Copy out each line below containing "entries".

-- Opening Marker --

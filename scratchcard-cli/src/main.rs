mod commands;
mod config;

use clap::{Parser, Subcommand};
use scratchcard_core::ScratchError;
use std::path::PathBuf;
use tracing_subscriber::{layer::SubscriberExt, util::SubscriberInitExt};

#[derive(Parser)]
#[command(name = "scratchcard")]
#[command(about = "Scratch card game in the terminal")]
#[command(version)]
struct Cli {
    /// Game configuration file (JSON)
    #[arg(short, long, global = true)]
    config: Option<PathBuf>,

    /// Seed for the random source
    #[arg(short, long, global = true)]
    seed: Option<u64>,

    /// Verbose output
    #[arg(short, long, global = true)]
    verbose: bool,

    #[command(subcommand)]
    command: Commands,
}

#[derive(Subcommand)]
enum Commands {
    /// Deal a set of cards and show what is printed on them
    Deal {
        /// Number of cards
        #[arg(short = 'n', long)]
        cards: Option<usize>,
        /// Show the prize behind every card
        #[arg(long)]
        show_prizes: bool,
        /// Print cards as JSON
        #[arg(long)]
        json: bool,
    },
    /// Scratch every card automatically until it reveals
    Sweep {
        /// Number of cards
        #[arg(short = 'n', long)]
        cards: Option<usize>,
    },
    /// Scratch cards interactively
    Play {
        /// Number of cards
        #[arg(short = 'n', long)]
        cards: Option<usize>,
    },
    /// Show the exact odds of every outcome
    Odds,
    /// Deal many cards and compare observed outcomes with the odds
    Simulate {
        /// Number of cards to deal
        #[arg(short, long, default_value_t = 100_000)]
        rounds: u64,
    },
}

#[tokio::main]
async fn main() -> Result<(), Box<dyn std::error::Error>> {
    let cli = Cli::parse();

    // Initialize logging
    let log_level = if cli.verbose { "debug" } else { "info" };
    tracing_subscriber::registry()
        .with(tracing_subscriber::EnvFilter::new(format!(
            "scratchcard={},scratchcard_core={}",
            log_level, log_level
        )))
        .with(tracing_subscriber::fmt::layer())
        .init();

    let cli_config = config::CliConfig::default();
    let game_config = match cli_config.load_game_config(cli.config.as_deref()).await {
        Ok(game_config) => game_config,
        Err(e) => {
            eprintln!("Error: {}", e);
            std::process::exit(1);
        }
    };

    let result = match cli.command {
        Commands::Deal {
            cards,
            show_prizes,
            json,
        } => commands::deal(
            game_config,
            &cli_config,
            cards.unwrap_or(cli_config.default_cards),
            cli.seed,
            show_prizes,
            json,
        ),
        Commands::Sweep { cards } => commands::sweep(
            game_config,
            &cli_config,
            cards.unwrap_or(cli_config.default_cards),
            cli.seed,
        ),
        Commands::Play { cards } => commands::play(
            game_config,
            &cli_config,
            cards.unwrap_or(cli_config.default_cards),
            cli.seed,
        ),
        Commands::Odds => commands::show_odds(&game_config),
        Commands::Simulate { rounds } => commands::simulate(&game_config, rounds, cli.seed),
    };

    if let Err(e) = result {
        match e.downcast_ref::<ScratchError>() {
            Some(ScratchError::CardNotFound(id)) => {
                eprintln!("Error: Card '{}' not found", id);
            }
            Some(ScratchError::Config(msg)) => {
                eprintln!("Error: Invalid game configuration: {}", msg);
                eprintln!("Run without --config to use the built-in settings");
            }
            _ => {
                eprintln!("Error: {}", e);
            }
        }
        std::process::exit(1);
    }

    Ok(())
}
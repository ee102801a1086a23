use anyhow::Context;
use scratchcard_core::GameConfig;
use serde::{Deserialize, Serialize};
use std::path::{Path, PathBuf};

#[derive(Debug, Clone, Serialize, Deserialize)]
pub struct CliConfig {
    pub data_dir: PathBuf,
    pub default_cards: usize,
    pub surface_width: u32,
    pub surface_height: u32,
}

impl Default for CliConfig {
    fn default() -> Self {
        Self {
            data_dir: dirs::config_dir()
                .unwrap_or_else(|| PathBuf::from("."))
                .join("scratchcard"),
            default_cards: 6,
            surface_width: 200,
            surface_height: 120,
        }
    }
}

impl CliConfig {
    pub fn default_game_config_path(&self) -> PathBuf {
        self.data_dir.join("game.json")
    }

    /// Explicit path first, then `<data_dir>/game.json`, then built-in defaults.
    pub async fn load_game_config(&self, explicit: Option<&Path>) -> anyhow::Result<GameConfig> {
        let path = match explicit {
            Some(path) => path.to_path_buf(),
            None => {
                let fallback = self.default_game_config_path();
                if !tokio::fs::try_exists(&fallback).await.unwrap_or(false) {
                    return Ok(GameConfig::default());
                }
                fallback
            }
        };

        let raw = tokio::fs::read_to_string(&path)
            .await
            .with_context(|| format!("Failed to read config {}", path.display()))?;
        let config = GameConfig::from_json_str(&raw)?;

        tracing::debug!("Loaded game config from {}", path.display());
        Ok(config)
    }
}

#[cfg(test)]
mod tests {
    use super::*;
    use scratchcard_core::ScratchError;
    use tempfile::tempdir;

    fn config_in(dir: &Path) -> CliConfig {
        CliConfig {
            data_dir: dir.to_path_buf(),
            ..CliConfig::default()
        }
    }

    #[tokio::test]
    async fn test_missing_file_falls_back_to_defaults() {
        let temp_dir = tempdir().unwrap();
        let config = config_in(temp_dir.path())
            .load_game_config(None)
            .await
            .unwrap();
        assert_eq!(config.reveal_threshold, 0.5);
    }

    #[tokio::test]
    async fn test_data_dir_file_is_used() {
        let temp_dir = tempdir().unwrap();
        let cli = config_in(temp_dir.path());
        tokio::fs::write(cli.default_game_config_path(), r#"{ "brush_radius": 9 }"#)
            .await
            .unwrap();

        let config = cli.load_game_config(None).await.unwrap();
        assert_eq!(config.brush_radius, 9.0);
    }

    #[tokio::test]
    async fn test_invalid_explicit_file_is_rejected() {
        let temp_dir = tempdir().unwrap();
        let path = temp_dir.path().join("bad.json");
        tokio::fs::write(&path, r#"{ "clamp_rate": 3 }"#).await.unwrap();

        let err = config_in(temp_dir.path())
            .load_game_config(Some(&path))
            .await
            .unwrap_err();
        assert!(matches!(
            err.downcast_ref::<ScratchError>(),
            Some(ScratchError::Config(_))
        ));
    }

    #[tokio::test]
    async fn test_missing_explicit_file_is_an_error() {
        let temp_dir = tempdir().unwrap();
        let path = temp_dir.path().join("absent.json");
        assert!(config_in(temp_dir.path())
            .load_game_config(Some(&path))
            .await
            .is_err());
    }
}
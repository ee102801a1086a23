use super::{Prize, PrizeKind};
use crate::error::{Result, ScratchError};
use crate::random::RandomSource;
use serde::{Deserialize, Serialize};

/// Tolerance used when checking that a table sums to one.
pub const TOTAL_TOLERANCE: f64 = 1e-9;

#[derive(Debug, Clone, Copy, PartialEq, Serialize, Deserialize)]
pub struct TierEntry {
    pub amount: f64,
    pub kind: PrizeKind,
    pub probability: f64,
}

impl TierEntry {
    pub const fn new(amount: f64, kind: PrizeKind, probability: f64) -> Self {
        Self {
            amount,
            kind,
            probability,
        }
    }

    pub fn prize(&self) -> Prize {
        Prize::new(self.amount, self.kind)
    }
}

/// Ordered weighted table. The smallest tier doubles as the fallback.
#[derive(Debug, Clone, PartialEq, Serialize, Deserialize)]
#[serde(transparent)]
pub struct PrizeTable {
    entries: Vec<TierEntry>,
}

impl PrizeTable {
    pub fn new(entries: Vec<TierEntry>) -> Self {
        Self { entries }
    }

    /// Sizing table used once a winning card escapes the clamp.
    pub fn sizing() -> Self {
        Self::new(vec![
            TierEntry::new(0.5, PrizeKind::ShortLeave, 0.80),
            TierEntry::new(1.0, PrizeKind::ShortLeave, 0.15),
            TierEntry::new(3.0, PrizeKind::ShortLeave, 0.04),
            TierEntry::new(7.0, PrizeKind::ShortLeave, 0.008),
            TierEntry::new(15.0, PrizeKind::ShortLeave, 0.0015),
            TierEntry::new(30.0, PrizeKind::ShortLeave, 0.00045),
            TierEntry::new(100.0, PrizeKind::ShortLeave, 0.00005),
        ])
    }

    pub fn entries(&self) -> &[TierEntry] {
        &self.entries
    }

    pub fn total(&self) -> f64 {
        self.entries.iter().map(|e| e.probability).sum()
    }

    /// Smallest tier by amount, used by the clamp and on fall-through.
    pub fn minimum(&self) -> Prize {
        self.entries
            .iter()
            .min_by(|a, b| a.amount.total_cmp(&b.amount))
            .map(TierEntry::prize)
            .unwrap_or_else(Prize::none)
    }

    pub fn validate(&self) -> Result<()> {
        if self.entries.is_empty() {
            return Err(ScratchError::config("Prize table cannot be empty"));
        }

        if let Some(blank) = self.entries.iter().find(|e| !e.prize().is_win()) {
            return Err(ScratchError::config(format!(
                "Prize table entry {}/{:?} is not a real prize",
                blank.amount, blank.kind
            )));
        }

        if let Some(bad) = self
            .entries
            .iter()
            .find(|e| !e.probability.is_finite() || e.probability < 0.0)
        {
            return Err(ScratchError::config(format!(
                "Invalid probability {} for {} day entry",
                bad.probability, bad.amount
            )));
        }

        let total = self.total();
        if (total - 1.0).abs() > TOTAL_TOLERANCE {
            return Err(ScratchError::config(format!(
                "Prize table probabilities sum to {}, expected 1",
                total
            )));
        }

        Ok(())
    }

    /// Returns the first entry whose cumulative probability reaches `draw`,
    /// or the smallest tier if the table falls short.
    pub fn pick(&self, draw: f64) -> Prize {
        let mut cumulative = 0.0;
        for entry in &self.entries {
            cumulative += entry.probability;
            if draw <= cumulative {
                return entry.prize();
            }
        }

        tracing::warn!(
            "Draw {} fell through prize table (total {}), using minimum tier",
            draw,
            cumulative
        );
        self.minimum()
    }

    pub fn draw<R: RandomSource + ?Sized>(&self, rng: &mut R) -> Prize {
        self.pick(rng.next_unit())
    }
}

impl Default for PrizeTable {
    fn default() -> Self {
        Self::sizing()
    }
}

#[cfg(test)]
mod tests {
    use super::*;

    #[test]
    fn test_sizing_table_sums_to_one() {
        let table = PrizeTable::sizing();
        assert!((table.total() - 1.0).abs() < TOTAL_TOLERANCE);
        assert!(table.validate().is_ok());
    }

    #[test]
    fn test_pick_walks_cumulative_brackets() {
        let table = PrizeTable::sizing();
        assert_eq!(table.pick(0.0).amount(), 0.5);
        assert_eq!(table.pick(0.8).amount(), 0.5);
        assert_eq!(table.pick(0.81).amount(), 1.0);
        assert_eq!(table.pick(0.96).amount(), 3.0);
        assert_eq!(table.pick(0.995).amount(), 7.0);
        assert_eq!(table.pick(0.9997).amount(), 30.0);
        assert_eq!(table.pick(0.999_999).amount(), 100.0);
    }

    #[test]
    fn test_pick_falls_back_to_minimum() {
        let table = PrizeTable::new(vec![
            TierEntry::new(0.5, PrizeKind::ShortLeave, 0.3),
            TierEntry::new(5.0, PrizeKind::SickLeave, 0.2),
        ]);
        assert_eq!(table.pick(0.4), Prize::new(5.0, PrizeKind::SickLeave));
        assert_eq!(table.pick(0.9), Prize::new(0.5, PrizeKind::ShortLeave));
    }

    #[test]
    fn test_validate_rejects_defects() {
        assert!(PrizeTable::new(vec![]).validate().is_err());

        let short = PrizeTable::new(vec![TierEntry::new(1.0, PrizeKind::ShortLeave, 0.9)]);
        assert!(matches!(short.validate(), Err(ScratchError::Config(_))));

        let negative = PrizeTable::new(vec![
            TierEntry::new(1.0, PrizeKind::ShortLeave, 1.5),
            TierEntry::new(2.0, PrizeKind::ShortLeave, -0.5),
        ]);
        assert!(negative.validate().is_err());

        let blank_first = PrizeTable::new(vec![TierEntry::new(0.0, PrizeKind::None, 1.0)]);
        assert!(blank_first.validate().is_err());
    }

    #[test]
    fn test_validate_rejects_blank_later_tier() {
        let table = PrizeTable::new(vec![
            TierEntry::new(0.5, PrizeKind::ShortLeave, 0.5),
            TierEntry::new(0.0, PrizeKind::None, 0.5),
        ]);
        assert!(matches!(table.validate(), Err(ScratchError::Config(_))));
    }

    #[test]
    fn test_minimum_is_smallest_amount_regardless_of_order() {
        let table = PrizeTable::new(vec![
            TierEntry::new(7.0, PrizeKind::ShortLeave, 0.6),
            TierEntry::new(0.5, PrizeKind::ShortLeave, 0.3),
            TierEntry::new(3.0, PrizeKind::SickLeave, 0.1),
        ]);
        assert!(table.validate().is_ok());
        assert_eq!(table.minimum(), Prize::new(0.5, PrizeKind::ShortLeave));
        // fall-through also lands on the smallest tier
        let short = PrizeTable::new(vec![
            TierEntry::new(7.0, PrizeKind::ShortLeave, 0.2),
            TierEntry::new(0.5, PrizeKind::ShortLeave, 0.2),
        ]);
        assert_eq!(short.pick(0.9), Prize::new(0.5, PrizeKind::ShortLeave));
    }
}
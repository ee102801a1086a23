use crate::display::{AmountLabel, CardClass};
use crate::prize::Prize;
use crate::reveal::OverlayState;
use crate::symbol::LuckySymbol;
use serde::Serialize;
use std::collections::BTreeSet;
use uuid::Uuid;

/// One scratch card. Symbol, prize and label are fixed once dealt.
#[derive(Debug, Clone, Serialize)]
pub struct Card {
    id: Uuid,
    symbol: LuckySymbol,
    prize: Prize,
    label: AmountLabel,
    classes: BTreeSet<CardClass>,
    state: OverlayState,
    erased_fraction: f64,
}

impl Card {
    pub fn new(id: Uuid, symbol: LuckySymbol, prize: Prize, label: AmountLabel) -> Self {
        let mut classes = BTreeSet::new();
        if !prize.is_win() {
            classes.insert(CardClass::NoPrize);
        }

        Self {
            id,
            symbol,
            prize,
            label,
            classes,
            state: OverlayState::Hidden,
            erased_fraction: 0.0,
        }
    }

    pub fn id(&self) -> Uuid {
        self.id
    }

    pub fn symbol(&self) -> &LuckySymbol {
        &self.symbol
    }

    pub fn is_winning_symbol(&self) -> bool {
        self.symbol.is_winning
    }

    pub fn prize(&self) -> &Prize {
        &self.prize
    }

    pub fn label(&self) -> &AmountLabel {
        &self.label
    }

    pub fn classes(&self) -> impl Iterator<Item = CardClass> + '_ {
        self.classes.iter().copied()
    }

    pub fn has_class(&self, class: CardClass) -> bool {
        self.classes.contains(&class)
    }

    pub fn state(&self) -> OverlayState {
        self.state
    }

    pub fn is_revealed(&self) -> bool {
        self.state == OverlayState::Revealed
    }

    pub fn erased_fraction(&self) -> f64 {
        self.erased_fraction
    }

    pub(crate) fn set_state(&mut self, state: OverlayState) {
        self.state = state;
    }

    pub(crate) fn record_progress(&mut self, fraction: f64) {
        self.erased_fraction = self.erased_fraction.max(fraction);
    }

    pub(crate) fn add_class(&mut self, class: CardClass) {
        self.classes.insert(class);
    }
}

-- Closing Marker --

**Output:**
    entries: Vec<TierEntry>,
    pub fn new(entries: Vec<TierEntry>) -> Self {
        Self { entries }
    pub fn entries(&self) -> &[TierEntry] {
        &self.entries
        self.entries.iter().map(|e| e.probability).sum()
        self.entries
        if self.entries.is_empty() {
        if let Some(blank) = self.entries.iter().find(|e| !e.prize().is_win()) {
            .entries
        for entry in &self.entries {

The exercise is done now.